ORDINATION TECHNIQUES
Principal Component Analysis
Principal component analysis (PCA) was first described by Karl Pearson in 1901, and in 1933 Harold Hotelling developed computational methods (Manly 1986; Gotelli and Ellison 2004). It is one of the simplest multivariate approaches and has been widely used in ecological studies, although more recently its use has been supplanted by other approaches (Ludwig and Reynolds 1988). The objective is to create linear combinations (components) of the original variables that are not correlated and which capture most of the variation. If successful, the original number of variables is replaced with fewer principal components, making interpretation of the data easier (Manly 1986). There is much to be gained in terms of data simplification if the original measured variables are highly correlated. Indeed, if the original variables are themselves not correlated (generally this would be rare in ecological studies), then the number of components would be the same as the number of original variables and nothing would be gained by the analysis (Manly 1986). Because PCA is sensitive to the magnitude of the original variables, they are usually standardized to means of zero and unit variances. In addition, because PCA is a linear model, its usefulness declines with data that are nonlinear.
Factor Analysis
Factor analysis was developed by Charles Spearman in 1904 for the purpose of measuring human intelligence (Gotelli and Ellison 2004). As with PCA, the goal is to reduce the original number of variables to fewer, noncorrelated, variables (factors). Unlike PCA where factors are linear combinations of variables, factor analysis assumes that the measured variables are a linear combination of underlying factors, with the number of factors usually being less than the original number of variables (Kim and Mueller 1978; Sokal and Rohlf 1995; Gotelli and Ellison 2004). Factor analysis is especially useful as an exploratory approach to identify possible causal factors behind the original correlations in the data set (Sokal and Rohlf 1995; Gotelli and Ellison 2004). Factor analysis can use principal components as initial factors and, as with PCA, variables are first standardized to means of zero and unit variances (Manly 1986).

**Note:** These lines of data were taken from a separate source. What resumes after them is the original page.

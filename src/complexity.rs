//! Complexity analysis.
//!
//! Mirrors `original_source/ccl/complexity.py`'s per-node cost algebra: every
//! AST kind contributes an additive term, loops multiply the body cost by
//! the size of what they iterate (`N` atoms, `M` bonds, or a literal bounded
//! count), and the whole thing is summed into a small two-variable
//! polynomial rather than handed to a symbolic-algebra crate.

use std::fmt;

use crate::ast::{Constraint, ConstraintKind, Expr, ExprKind, Method, NumberLit, Stmt, StmtKind};
use crate::intern::Interner;
use crate::scope::{SymbolKind, SymbolTable};
use crate::token::Pos;
use crate::types::{ObjectKind, Type};

#[derive(Debug, Clone, PartialEq, Eq)]
pub enum ComplexityError {
    /// `EE[... within r]` — truncated/cutoff assembly has no well-defined
    /// cost without guessing at a cover radius.
    CutoffModeUnsupported(Pos),
    /// A `BoundedFor`'s `from`/`to` must be literal integers (mirrors the
    /// original's direct `.val` access on its bound nodes).
    NonLiteralBound(Pos),
}

impl fmt::Display for ComplexityError {
    fn fmt(&self, f: &mut fmt::Formatter<'_>) -> fmt::Result {
        match self {
            ComplexityError::CutoffModeUnsupported(pos) => {
                write!(f, "{}:{}: complexity analysis does not support EE's cutoff/cover mode", pos.line, pos.column)
            }
            ComplexityError::NonLiteralBound(pos) => {
                write!(f, "{}:{}: a bounded for's endpoints must be literal integers for complexity analysis", pos.line, pos.column)
            }
        }
    }
}

impl std::error::Error for ComplexityError {}

#[derive(Debug, Clone, Copy, PartialEq, Eq)]
pub enum ComplexityMode {
    /// The full simplified polynomial, no dominance dropped.
    Exact,
    /// Only the strictly-dominant (highest total-degree) terms as `N, M -> oo`.
    Asymptotic,
}

/// One monomial `coeff * N^n_exp * M^m_exp`.
#[derive(Debug, Clone, Copy, PartialEq, Eq)]
pub struct Term {
    pub coeff: i64,
    pub n_exp: u32,
    pub m_exp: u32,
}

impl Term {
    fn total_degree(&self) -> u32 {
        self.n_exp + self.m_exp
    }
}

/// A sum of `Term`s in the two symbolic problem sizes `N` (atom count) and
/// `M` (bond count), standing in for the original's `sympy` expression.
#[derive(Debug, Clone, PartialEq, Default)]
pub struct Polynomial {
    pub terms: Vec<Term>,
}

impl Polynomial {
    pub fn zero() -> Self {
        Self { terms: Vec::new() }
    }

    pub fn constant(c: i64) -> Self {
        if c == 0 {
            Self::zero()
        } else {
            Self { terms: vec![Term { coeff: c, n_exp: 0, m_exp: 0 }] }
        }
    }

    pub fn n_to(exp: u32) -> Self {
        Self { terms: vec![Term { coeff: 1, n_exp: exp, m_exp: 0 }] }
    }

    pub fn m_to(exp: u32) -> Self {
        Self { terms: vec![Term { coeff: 1, n_exp: 0, m_exp: exp } ] }
    }

    pub fn add(&self, other: &Polynomial) -> Polynomial {
        let mut terms = self.terms.clone();
        terms.extend(other.terms.iter().copied());
        Polynomial { terms }.simplify()
    }

    pub fn scale(&self, factor: i64) -> Polynomial {
        Polynomial { terms: self.terms.iter().map(|t| Term { coeff: t.coeff * factor, ..*t }).collect() }.simplify()
    }

    /// Multiplies every term's `N` exponent up by one — the cost of
    /// executing this polynomial's worth of work once per Atom.
    pub fn times_n(&self) -> Polynomial {
        Polynomial { terms: self.terms.iter().map(|t| Term { n_exp: t.n_exp + 1, ..*t }).collect() }
    }

    /// Same, for `M` (Bond count).
    pub fn times_m(&self) -> Polynomial {
        Polynomial { terms: self.terms.iter().map(|t| Term { m_exp: t.m_exp + 1, ..*t }).collect() }
    }

    /// Merges like terms (equal exponents) and drops any that cancel to
    /// zero; empty result (no terms at all) is the "cost 0" of an empty
    /// loop body (boundary law 10).
    pub fn simplify(&self) -> Polynomial {
        let mut merged: Vec<Term> = Vec::new();
        for t in &self.terms {
            if let Some(existing) = merged.iter_mut().find(|m| m.n_exp == t.n_exp && m.m_exp == t.m_exp) {
                existing.coeff += t.coeff;
            } else {
                merged.push(*t);
            }
        }
        merged.retain(|t| t.coeff != 0);
        merged.sort_by(|a, b| (b.total_degree(), b.n_exp).cmp(&(a.total_degree(), a.n_exp)));
        Polynomial { terms: merged }
    }

    /// Drops every term whose total degree is strictly less than the
    /// maximum — the terms that vanish relative to the dominant ones as
    /// `N, M -> oo`.
    pub fn asymptotic(&self) -> Polynomial {
        let Some(max_degree) = self.terms.iter().map(Term::total_degree).max() else {
            return Polynomial::zero();
        };
        Polynomial { terms: self.terms.iter().copied().filter(|t| t.total_degree() == max_degree).collect() }
    }
}

impl fmt::Display for Polynomial {
    fn fmt(&self, f: &mut fmt::Formatter<'_>) -> fmt::Result {
        if self.terms.is_empty() {
            return write!(f, "0");
        }
        let parts: Vec<String> = self
            .terms
            .iter()
            .map(|t| {
                let mut factors = Vec::new();
                if t.n_exp > 0 {
                    factors.push(if t.n_exp == 1 { "N".to_string() } else { format!("N^{}", t.n_exp) });
                }
                if t.m_exp > 0 {
                    factors.push(if t.m_exp == 1 { "M".to_string() } else { format!("M^{}", t.m_exp) });
                }
                if factors.is_empty() {
                    t.coeff.to_string()
                } else if t.coeff == 1 {
                    factors.join("*")
                } else {
                    format!("{}*{}", t.coeff, factors.join("*"))
                }
            })
            .collect();
        write!(f, "{}", parts.join(" + "))
    }
}

/// One array-typed declaration's allocation term: the product of its shape's
/// dimensions, each mapped to `N` (Atom) or `M` (Bond). Initial
/// array allocations... equal to the product of shape costs").
fn shape_cost(shape: &[ObjectKind]) -> Polynomial {
    let mut cost = Polynomial::constant(1);
    for k in shape {
        cost = match k {
            ObjectKind::Atom => cost.times_n(),
            ObjectKind::Bond => cost.times_m(),
        };
    }
    cost
}

/// Runs the cost algebra over `method`'s statements, returning the
/// simplified polynomial (exact mode) or its dominant terms only
/// (asymptotic mode, wrapped in `O(...)` by the caller if desired).
pub fn analyze(method: &Method, symbols: &SymbolTable, interner: &Interner, mode: ComplexityMode) -> Result<Polynomial, ComplexityError> {
    let mut total = Polynomial::zero();
    for stmt in &method.statements {
        total = total.add(&stmt_cost(stmt, symbols, interner)?);
    }
    for entry in symbols.method_scope.values() {
        if let SymbolKind::Variable(Type::Array(shape)) = &entry.kind {
            total = total.add(&shape_cost(shape));
        }
    }
    let simplified = total.simplify();
    Ok(match mode {
        ComplexityMode::Exact => simplified,
        ComplexityMode::Asymptotic => simplified.asymptotic(),
    })
}

fn stmt_cost(stmt: &Stmt, symbols: &SymbolTable, interner: &Interner) -> Result<Polynomial, ComplexityError> {
    match &stmt.kind {
        StmtKind::Assign { value, .. } => Ok(expr_cost(value, symbols, interner)?.add(&Polynomial::constant(1))),
        StmtKind::BoundedFor { bound_pos, from, to, body, .. } => {
            let from_val = literal_int(from).ok_or(ComplexityError::NonLiteralBound(*bound_pos))?;
            let to_val = literal_int(to).ok_or(ComplexityError::NonLiteralBound(*bound_pos))?;
            let count = (to_val - from_val).max(0);

            let mut body_cost = Polynomial::zero();
            for s in body {
                body_cost = body_cost.add(&stmt_cost(s, symbols, interner)?);
            }
            Ok(body_cost.scale(count).add(&Polynomial::constant(1)))
        }
        StmtKind::ObjectFor { bound, object_kind, constraint, body, .. } => {
            let mut body_cost = Polynomial::zero();
            if let Some(c) = constraint {
                body_cost = body_cost.add(&constraint_cost(c, symbols, interner)?);
            }
            for s in body {
                body_cost = body_cost.add(&stmt_cost(s, symbols, interner)?);
            }
            let _ = (bound, symbols);
            let scaled = match object_kind {
                ObjectKind::Atom => body_cost.times_n(),
                ObjectKind::Bond => body_cost.times_m(),
            };
            Ok(scaled.add(&Polynomial::constant(1)))
        }
    }
}

fn expr_cost(expr: &Expr, symbols: &SymbolTable, interner: &Interner) -> Result<Polynomial, ComplexityError> {
    match &expr.kind {
        ExprKind::Number(_) | ExprKind::Name(_) | ExprKind::RegressionPlaceholder => Ok(Polynomial::constant(1)),
        ExprKind::Subscript { name, .. } => match symbols.lookup(*name).map(|e| &e.kind) {
            // `inv`: the dense `N x N` solve dominates, O(N^3).
            Some(SymbolKind::Function(_)) if interner.resolve(*name) == "inv" => Ok(Polynomial::n_to(3)),
            // A Substitution is inlined at every use site by the back end, so
            // each subscript into one re-pays the combined cost of its
            // guards and bodies.
            Some(SymbolKind::Substitution(data)) => {
                let mut cost = Polynomial::zero();
                for rule in &data.rules {
                    if let Some(guard) = &rule.guard {
                        cost = cost.add(&constraint_cost(guard, symbols, interner)?);
                    }
                    cost = cost.add(&expr_cost(&rule.body, symbols, interner)?);
                }
                Ok(cost.add(&Polynomial::constant(1)))
            }
            // A Parameter/Array element lookup, or any other catalog
            // function call, is a plain O(1) access.
            _ => Ok(Polynomial::constant(1)),
        },
        ExprKind::BinaryOp { left, right, .. } => {
            let operands = expr_cost(left, symbols, interner)?.add(&expr_cost(right, symbols, interner)?);
            // An array-typed result is an element-wise op over its shape;
            // anything else is a single scalar op.
            let op_cost = match &expr.result_type {
                Some(Type::Array(shape)) => shape_cost(shape),
                _ => Polynomial::constant(1),
            };
            Ok(operands.add(&op_cost))
        }
        ExprKind::UnaryMinus(inner) => {
            let inner_cost = expr_cost(inner, symbols, interner)?;
            let op_cost = match &expr.result_type {
                Some(Type::Array(shape)) => shape_cost(shape),
                _ => Polynomial::constant(1),
            };
            Ok(inner_cost.add(&op_cost))
        }
        ExprKind::Sum { bound, body, .. } => {
            // A sum's bound name always names a previously declared Object
            // (checked by the analyzer); its contribution scales by the
            // iterated kind just like an ObjectFor's body. Annotation-declared
            // objects are bound at GLOBAL_LEVEL and survive into the
            // persisted symbol table, so the bound kind is almost always
            // recoverable here; a loop-local bound (declared only by an
            // enclosing `for each`) does not survive scope pop, so fall back
            // to N, the conservative, dominant choice, when it can't be
            // found.
            let inner = expr_cost(body, symbols, interner)?;
            let scaled = match symbols.lookup(*bound).map(|e| &e.kind) {
                Some(SymbolKind::Object { kind: ObjectKind::Bond, .. }) => inner.times_m(),
                _ => inner.times_n(),
            };
            Ok(scaled.add(&Polynomial::constant(1)))
        }
        ExprKind::Function { arg, .. } => Ok(expr_cost(arg, symbols, interner)?.add(&Polynomial::constant(1))),
        ExprKind::EE { diag, off, rhs, cutoff, .. } => {
            if cutoff.is_some() {
                return Err(ComplexityError::CutoffModeUnsupported(expr.header.pos));
            }
            // Per-entry assembly is O(N^2); the dense linear solve
            // dominates at O(N^3) (mirrors `inv`'s own N^3 contribution).
            let assembly = expr_cost(diag, symbols, interner)?
                .add(&expr_cost(off, symbols, interner)?)
                .add(&expr_cost(rhs, symbols, interner)?)
                .times_n()
                .times_n();
            Ok(assembly.add(&Polynomial::n_to(3)))
        }
    }
}

fn constraint_cost(constraint: &Constraint, symbols: &SymbolTable, interner: &Interner) -> Result<Polynomial, ComplexityError> {
    match &constraint.kind {
        ConstraintKind::RelOp { left, right, .. } => {
            Ok(expr_cost(left, symbols, interner)?.add(&expr_cost(right, symbols, interner)?).add(&Polynomial::constant(1)))
        }
        ConstraintKind::BinaryLogical { left, right, .. } => Ok(constraint_cost(left, symbols, interner)?
            .add(&constraint_cost(right, symbols, interner)?)
            .add(&Polynomial::constant(1))),
        ConstraintKind::Not(inner) => Ok(constraint_cost(inner, symbols, interner)?.add(&Polynomial::constant(1))),
        ConstraintKind::Predicate { .. } => Ok(Polynomial::constant(1)),
    }
}

fn literal_int(expr: &Expr) -> Option<i64> {
    match &expr.kind {
        ExprKind::Number(NumberLit::Int(v)) => Some(*v),
        ExprKind::UnaryMinus(inner) => literal_int(inner).map(|v| -v),
        _ => None,
    }
}

#[cfg(test)]
mod tests {
    use super::*;

    #[test]
    fn simplify_merges_like_terms() {
        let p = Polynomial { terms: vec![Term { coeff: 2, n_exp: 1, m_exp: 0 }, Term { coeff: 3, n_exp: 1, m_exp: 0 }] };
        let simplified = p.simplify();
        assert_eq!(simplified.terms, vec![Term { coeff: 5, n_exp: 1, m_exp: 0 }]);
    }

    #[test]
    fn asymptotic_drops_lower_degree_terms() {
        let p = Polynomial { terms: vec![Term { coeff: 1, n_exp: 3, m_exp: 0 }, Term { coeff: 7, n_exp: 1, m_exp: 0 }] };
        let reduced = p.asymptotic();
        assert_eq!(reduced.terms, vec![Term { coeff: 1, n_exp: 3, m_exp: 0 }]);
    }

    #[test]
    fn empty_polynomial_displays_as_zero() {
        assert_eq!(Polynomial::zero().to_string(), "0");
    }

    #[test]
    fn display_formats_mixed_degree_terms() {
        let p = Polynomial { terms: vec![Term { coeff: 2, n_exp: 2, m_exp: 1 }, Term { coeff: 1, n_exp: 0, m_exp: 0 }] };
        assert_eq!(p.to_string(), "2*N^2*M + 1");
    }

    #[test]
    fn sum_over_an_annotation_declared_bond_scales_by_m_not_n() {
        let mut interner = crate::intern::Interner::new();
        let source = "name m\nbo is bond order\nb is bond\ntotal = sum b: bo[b]\n";
        let (mut method, _) = crate::parser::parse(source, &mut interner).unwrap();
        let symbols = crate::semant::analyze(&mut method, &interner).unwrap();
        let poly = analyze(&method, &symbols, &interner, ComplexityMode::Asymptotic).unwrap();
        assert_eq!(poly.to_string(), "M");
    }

    #[test]
    fn sum_over_an_annotation_declared_atom_scales_by_n() {
        let mut interner = crate::intern::Interner::new();
        let source = "name m\nchi is electronegativity\ni is atom\ntotal = sum i: chi[i]\n";
        let (mut method, _) = crate::parser::parse(source, &mut interner).unwrap();
        let symbols = crate::semant::analyze(&mut method, &interner).unwrap();
        let poly = analyze(&method, &symbols, &interner, ComplexityMode::Asymptotic).unwrap();
        assert_eq!(poly.to_string(), "N");
    }
}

Discriminant Function Analysis
This approach is really a special case of factor analysis, where the goal is to extract factors (now referred to as discriminant functions) that best separate identifiable groups that are recognized prior to the analysis (Cooley and Lohnes 1971). Groups could be individuals of the same species or sex, or fish assemblages in the same latitude. The discriminant functions are linear combinations of variables that best separate the groups, and each function is uncorrelated with other functions. A useful feature of discriminant analysis is that once functions have been determined, they can be used to classify new data to groups (Gotelli and Ellison 2004).
Correspondence Analysis
Correspondence analysis (CA), or reciprocal averaging, is another approach used to elucidate group characteristics, such as species or functional groups, to habitat characteristics (ter Braak 1995). As is true of the other ordination techniques discussed here, CA requires the assumption that groups show unimodal distributions across the environmental variables. In contrast to the other approaches, CA does a simultaneous ordination of rows and columns to maximize the separation of the groups along each axis (Gotelli and Ellison 2004). Mathematical properties of CA, and other ordination techniques, result in compressing the extremes of an environmental gradient and accentuating the middle, resulting in what is variously referred to as the “horseshoe” or “arch” effect (Wartenberg et al. 1987; ter Braak 1995). Modifications to CA, collectively referred to as detrended correspondence analysis (DCA), were designed to deal with the distortion (ter Braak 1995). However, methods used to remove the curvature of scaling all have limitations (Wartenberg et al. 1987; Gotelli and Ellison 2004).
Nonmetric Multidimensional Scaling (NMDS)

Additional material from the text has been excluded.